* What you should do
When a line in the entries contains the word "crates", copy that line in full.

* Exercise inputs
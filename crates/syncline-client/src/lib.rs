//! Client
//!
//! Action-based chat synchronization client. Manages the active room's
//! transport session, message cache reconciliation, typing presence, and
//! debounced room switching.
//!
//! # Architecture
//!
//! The client follows the same Sans-IO and Action-Based patterns as
//! [`syncline_core`]. It receives events ([`ClientEvent`]), processes them
//! through pure state machine logic, and returns actions ([`ClientAction`])
//! for the caller to execute. All timing (typing expiry, switch debounce,
//! settle delay, reconnect backoff) is deadline-based and driven by
//! [`ClientEvent::Tick`], so every behavior is testable against a virtual
//! clock.
//!
//! # Components
//!
//! - [`ChatClient`]: Top-level state machine coordinating one active room
//! - [`MessageCache`]: Paged, deduplicating per-room message store
//! - [`TypingTracker`]: TTL-based typing presence with send rate limiting
//! - [`ClientEvent`]: Events fed into the client
//! - [`ClientAction`]: Actions produced by the client
//!
//! # Transport (optional)
//!
//! With the `transport` feature enabled, this crate also provides:
//! - [`transport::spawn`]: Drive a [`ChatClient`] on a tokio task
//! - [`transport::RoomTransport`] / [`transport::ChatApi`]: Backend traits

#![forbid(unsafe_code)]
#![deny(missing_docs)]

mod cache;
mod client;
mod error;
mod event;
mod typing;

#[cfg(feature = "transport")]
pub mod transport;

pub use cache::MessageCache;
pub use client::{ChatClient, ClientIdentity, SETTLE_DELAY, SWITCH_DEBOUNCE};
pub use error::ClientError;
pub use event::{ClientAction, ClientEvent};
pub use syncline_core::{Environment, RoomId, UserId};
pub use typing::{TypingTracker, TYPING_SEND_INTERVAL, TYPING_TTL};
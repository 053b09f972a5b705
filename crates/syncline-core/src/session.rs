//! Transport session layer state machine.
//!
//! Manages the lifecycle of the logical per-room subscription: connect,
//! disconnect, reconnect with backoff, and connection-state notification.
//! Uses the action pattern: methods take time as input and return actions for
//! the driver to execute. This keeps the state machine pure (no I/O) and
//! makes testing straightforward.
//!
//! # State Machine
//!
//! ```text
//! ┌────────┐ connect ┌────────────┐  opened   ┌──────┐
//! │ Closed │────────>│ Connecting │──────────>│ Open │
//! └────────┘         └────────────┘           └──────┘
//!      ^                   │ failed               │ lost
//!      │                   ↓                      ↓
//!      │              ┌────────┐  gave up  ┌──────────────┐
//!      └──────────────│ Closed │<──────────│ Reconnecting │──> Open (recovered)
//!        disconnect   └────────┘           └──────────────┘
//! ```
//!
//! At most one session is live (`Connecting`/`Open`/`Reconnecting`) at a
//! time: connecting to a new room implies closing the previous one.

use std::{
    ops::{Add, Sub},
    time::{Duration, Instant},
};

use crate::{RoomId, SessionError};

/// Base delay before the first reconnect attempt.
pub const DEFAULT_BACKOFF_BASE: Duration = Duration::from_secs(1);

/// Upper bound on the reconnect delay regardless of attempt count.
pub const DEFAULT_BACKOFF_CAP: Duration = Duration::from_secs(30);

/// Reconnect attempts before the session gives up and surfaces the error.
pub const DEFAULT_MAX_RECONNECT_ATTEMPTS: u32 = 5;

/// Transport state of a room session.
#[derive(Debug, Clone, Copy, PartialEq, Eq)]
pub enum SessionState {
    /// No live subscription.
    Closed,
    /// Subscription requested, waiting for the transport to report ready.
    Connecting,
    /// Subscription live; inbound events are flowing.
    Open,
    /// Subscription dropped unexpectedly; retrying with backoff.
    Reconnecting,
}

impl SessionState {
    /// True for any state holding (or acquiring) a live subscription.
    pub fn is_live(self) -> bool {
        !matches!(self, Self::Closed)
    }
}

/// Actions returned by the session state machine.
///
/// The driver (test harness or production transport loop) executes these:
/// `Open`/`Close` manipulate the physical subscription, `Notify` fans out to
/// connection-state observers.
#[derive(Debug, Clone, PartialEq, Eq)]
pub enum SessionAction {
    /// Open a physical subscription for this room.
    Open {
        /// Room to subscribe to.
        room_id: RoomId,
    },

    /// Close the physical subscription for this room.
    Close {
        /// Room to unsubscribe from.
        room_id: RoomId,
    },

    /// Broadcast a connection-state transition to observers.
    Notify(ConnectionChange),
}

/// A connection-state transition, as observed by the UI layer.
///
/// Errors travel inside the change record rather than as exceptions: a
/// failed connect or an abandoned reconnect loop both end in a `Closed`
/// change with `error` set, and the UI shows a retry affordance.
#[derive(Debug, Clone, PartialEq, Eq)]
pub struct ConnectionChange {
    /// Room whose session transitioned.
    pub room_id: RoomId,
    /// New transport state.
    pub state: SessionState,
    /// Failure that caused the transition, if any.
    pub error: Option<String>,
}

/// Session configuration.
#[derive(Debug, Clone)]
pub struct SessionConfig {
    /// Base delay before the first reconnect attempt; doubles per attempt.
    pub backoff_base: Duration,
    /// Upper bound on the reconnect delay.
    pub backoff_cap: Duration,
    /// Reconnect attempts before giving up.
    pub max_reconnect_attempts: u32,
}

impl Default for SessionConfig {
    fn default() -> Self {
        Self {
            backoff_base: DEFAULT_BACKOFF_BASE,
            backoff_cap: DEFAULT_BACKOFF_CAP,
            max_reconnect_attempts: DEFAULT_MAX_RECONNECT_ATTEMPTS,
        }
    }
}

/// One logical per-room subscription.
#[derive(Debug, Clone)]
struct RoomSession<I> {
    /// Room this session subscribes to.
    room_id: RoomId,
    /// Current transport state.
    state: SessionState,
    /// When the transport last reported ready. `None` before first open.
    connected_at: Option<I>,
    /// Most recent transport failure.
    last_error: Option<String>,
    /// Reconnect attempts consumed since the subscription was lost.
    attempts: u32,
    /// Deadline for the next reconnect attempt. `None` while one is in
    /// flight or the session is not reconnecting.
    retry_at: Option<I>,
}

impl<I> RoomSession<I> {
    fn new(room_id: RoomId) -> Self {
        Self {
            room_id,
            state: SessionState::Closed,
            connected_at: None,
            last_error: None,
            attempts: 0,
            retry_at: None,
        }
    }
}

* Answer box
filename crates/syncline-client/src/lib.rs
filename crates/syncline-core/src/session.rs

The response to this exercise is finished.